▶ _Assignment_
For the entries below, print exactly the lines between the line holding "repository 27dddf07760d3171" and the line holding "let dlat = to_rad(lat2 - lat1);", inclusive, and nothing else.
+ + + + + + +
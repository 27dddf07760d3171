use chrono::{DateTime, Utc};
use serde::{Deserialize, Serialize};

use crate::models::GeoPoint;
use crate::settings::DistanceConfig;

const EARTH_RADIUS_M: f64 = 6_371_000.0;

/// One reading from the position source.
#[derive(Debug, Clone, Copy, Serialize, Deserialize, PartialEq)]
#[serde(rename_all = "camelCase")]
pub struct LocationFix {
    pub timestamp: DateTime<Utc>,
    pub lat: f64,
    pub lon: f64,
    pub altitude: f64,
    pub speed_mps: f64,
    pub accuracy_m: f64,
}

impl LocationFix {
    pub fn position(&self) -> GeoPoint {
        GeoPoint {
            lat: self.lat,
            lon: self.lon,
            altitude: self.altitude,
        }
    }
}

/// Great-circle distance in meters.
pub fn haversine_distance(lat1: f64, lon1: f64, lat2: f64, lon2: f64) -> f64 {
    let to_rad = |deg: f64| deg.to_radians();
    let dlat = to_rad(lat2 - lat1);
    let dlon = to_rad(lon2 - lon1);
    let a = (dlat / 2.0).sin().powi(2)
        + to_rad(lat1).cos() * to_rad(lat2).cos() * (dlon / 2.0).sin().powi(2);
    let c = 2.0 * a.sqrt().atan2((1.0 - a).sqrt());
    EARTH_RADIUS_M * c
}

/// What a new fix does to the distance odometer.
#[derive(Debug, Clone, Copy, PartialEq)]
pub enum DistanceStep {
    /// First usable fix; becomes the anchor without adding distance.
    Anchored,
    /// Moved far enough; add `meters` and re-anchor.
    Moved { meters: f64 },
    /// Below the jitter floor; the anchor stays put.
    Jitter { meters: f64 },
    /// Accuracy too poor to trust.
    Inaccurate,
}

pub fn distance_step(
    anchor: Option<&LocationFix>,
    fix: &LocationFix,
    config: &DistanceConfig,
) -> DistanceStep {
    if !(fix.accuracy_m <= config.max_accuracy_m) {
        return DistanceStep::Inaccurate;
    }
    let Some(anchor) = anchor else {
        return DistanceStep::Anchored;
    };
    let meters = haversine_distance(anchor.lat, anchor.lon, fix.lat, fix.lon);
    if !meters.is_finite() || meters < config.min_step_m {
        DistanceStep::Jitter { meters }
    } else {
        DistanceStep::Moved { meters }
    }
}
+ + + + + + +
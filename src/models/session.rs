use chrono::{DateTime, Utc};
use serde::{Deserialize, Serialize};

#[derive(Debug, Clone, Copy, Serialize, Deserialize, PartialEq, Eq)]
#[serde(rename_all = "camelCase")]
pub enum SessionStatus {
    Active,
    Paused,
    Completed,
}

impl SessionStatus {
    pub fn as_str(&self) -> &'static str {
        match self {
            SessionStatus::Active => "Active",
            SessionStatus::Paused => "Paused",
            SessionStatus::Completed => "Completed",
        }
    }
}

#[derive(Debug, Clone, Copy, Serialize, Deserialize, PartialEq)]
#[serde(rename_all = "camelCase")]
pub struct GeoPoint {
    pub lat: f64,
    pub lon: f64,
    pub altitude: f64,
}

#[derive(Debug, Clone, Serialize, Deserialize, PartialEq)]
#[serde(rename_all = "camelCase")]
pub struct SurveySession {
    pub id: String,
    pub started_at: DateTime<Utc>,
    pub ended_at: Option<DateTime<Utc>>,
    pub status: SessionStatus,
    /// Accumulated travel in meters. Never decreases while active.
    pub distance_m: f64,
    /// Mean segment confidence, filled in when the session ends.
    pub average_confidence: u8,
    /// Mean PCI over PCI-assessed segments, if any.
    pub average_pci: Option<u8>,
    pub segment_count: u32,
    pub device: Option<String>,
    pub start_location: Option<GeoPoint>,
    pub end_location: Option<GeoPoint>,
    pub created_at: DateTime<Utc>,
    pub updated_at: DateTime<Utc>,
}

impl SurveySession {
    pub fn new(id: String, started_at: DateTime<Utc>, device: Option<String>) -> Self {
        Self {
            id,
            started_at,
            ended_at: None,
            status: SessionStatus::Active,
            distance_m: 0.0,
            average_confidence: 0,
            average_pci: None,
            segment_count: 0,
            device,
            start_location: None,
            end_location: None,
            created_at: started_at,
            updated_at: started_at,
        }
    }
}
+ + + + + + +
▶ _Result for this exercise_
repository 27dddf07760d3171
use chrono::{DateTime, Utc};
use serde::{Deserialize, Serialize};

use crate::models::GeoPoint;
use crate::settings::DistanceConfig;

const EARTH_RADIUS_M: f64 = 6_371_000.0;

/// One reading from the position source.
#[derive(Debug, Clone, Copy, Serialize, Deserialize, PartialEq)]
#[serde(rename_all = "camelCase")]
pub struct LocationFix {
    pub timestamp: DateTime<Utc>,
    pub lat: f64,
    pub lon: f64,
    pub altitude: f64,
    pub speed_mps: f64,
    pub accuracy_m: f64,
}

impl LocationFix {
    pub fn position(&self) -> GeoPoint {
        GeoPoint {
            lat: self.lat,
            lon: self.lon,
            altitude: self.altitude,
        }
    }
}

/// Great-circle distance in meters.
pub fn haversine_distance(lat1: f64, lon1: f64, lat2: f64, lon2: f64) -> f64 {
    let to_rad = |deg: f64| deg.to_radians();
    let dlat = to_rad(lat2 - lat1);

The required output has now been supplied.